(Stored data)
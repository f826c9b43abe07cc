// Tablo - line-oriented tabular text format
//
// Copyright (c) 2025 The tablo project contributors.
//
// SPDX-License-Identifier: Apache-2.0
//
// Licensed under the Apache License, Version 2.0 (the "License");
// you may not use this file except in compliance with the License.
// You may obtain a copy of the License in the LICENSE file at the
// root of this repository or at: http://www.apache.org/licenses/LICENSE-2.0
//
// Unless required by applicable law or agreed to in writing, software
// distributed under the License is distributed on an "AS IS" BASIS,
// WITHOUT WARRANTIES OR CONDITIONS OF ANY KIND, either express or implied.
// See the License for the specific language governing permissions and
// limitations under the License.

//! Punctuation token matchers.
//!
//! Each matcher consumes its single lexeme plus any trailing horizontal
//! whitespace. The closing brace is the one exception to single-byte
//! matching: it is line-terminating and consumes `}`, optional horizontal
//! whitespace, and the newline that ends the rule line.

use super::scan::skip_inline_ws;
use crate::combinator::{Mismatch, ParseValue, Progress, RuleResult, Source};

/// A punctuation lexeme.
#[derive(Debug, Clone, Copy, PartialEq, Eq, Hash)]
pub enum Token {
    Comma,
    Newline,
    Equals,
    Tilde,
    Star,
    OpenBrace,
    CloseBrace,
}

fn single(src: &Source<'_>, at: usize, byte: u8, token: Token, expected: &str) -> RuleResult {
    if src.bytes().get(at).copied() == Some(byte) {
        Ok(Progress::new(
            skip_inline_ws(src.bytes(), at + 1),
            ParseValue::Token(token),
        ))
    } else {
        Err(Mismatch::new(expected, at))
    }
}

pub fn comma(src: &Source<'_>, at: usize) -> RuleResult {
    single(src, at, b',', Token::Comma, "comma")
}

pub fn newline(src: &Source<'_>, at: usize) -> RuleResult {
    single(src, at, b'\n', Token::Newline, "newline")
}

pub fn equals(src: &Source<'_>, at: usize) -> RuleResult {
    single(src, at, b'=', Token::Equals, "header separator")
}

pub fn tilde(src: &Source<'_>, at: usize) -> RuleResult {
    single(src, at, b'~', Token::Tilde, "section separator")
}

pub fn star(src: &Source<'_>, at: usize) -> RuleResult {
    single(src, at, b'*', Token::Star, "format separator")
}

pub fn open_brace(src: &Source<'_>, at: usize) -> RuleResult {
    single(src, at, b'{', Token::OpenBrace, "\"{\"")
}

/// `}` followed by optional horizontal whitespace and a mandatory newline.
pub fn close_brace(src: &Source<'_>, at: usize) -> RuleResult {
    let bytes = src.bytes();
    if bytes.get(at).copied() != Some(b'}') {
        return Err(Mismatch::new("\"}\"", at));
    }
    let pos = skip_inline_ws(bytes, at + 1);
    if bytes.get(pos).copied() != Some(b'\n') {
        return Err(Mismatch::new("\"}\"", at));
    }
    Ok(Progress::new(
        skip_inline_ws(bytes, pos + 1),
        ParseValue::Token(Token::CloseBrace),
    ))
}
// Tablo - line-oriented tabular text format
//
// Copyright (c) 2025 The tablo project contributors.
//
// SPDX-License-Identifier: Apache-2.0
//
// Licensed under the Apache License, Version 2.0 (the "License");
// you may not use this file except in compliance with the License.
// You may obtain a copy of the License in the LICENSE file at the
// root of this repository or at: http://www.apache.org/licenses/LICENSE-2.0
//
// Unless required by applicable law or agreed to in writing, software
// distributed under the License is distributed on an "AS IS" BASIS,
// WITHOUT WARRANTIES OR CONDITIONS OF ANY KIND, either express or implied.
// See the License for the specific language governing permissions and
// limitations under the License.

//! Core parser and data model for the tablo format.
//!
//! Tablo is a line-oriented text format for small tables: an optional
//! header line of quoted labels, a version line, comma-separated data rows
//! with `~` lines marking section breaks, and an optional `*` block of
//! cell format rules:
//!
//! ```text
//! "id","name"
//! =0.1
//! 1,"ada"
//! 2,"grace"
//! ~
//! 3,"edsger"
//! *
//! A {bold}
//! B2:D20 {red,mono}
//! ```
//!
//! [`parse`] turns a document into a [`Table`]; [`TabloRenderer`] turns a
//! table back into canonical text losslessly. The grammar is built from
//! the backtracking engine in [`combinator`] over the matchers in [`lex`],
//! both public for reuse. Parsing is a pure function of the input and the
//! [`ParseOptions`] (resource [`Limits`] included), so tables and parses
//! are freely shareable across threads.

pub mod combinator;
mod error;
mod format;
pub mod lex;
mod limits;
mod parser;
mod render;
mod table;
mod value;

pub use error::{ErrorKind, Result, TabloError};
pub use format::{column_index, column_label, BoundingBox, FormatRule, FormatRuleSet};
pub use limits::Limits;
pub use parser::{parse, parse_with_options, ParseOptions, ParseOptionsBuilder, FORMAT_VERSION};
pub use render::{render, RenderStrategy, TabloRenderer};
pub use table::{Label, Row, Table};
pub use value::Element;

// Re-export the token type alongside the root API; everything else in the
// engine lives under `combinator` and `lex`.
pub use lex::Token;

** WORK REQUIRED **
Look through the data above and report every line in which "copied" appears.

** EXPECTED ANSWER **
    if src.bytes().get(at).copied() == Some(byte) {
    if bytes.get(at).copied() != Some(b'}') {
    if bytes.get(pos).copied() != Some(b'\n') {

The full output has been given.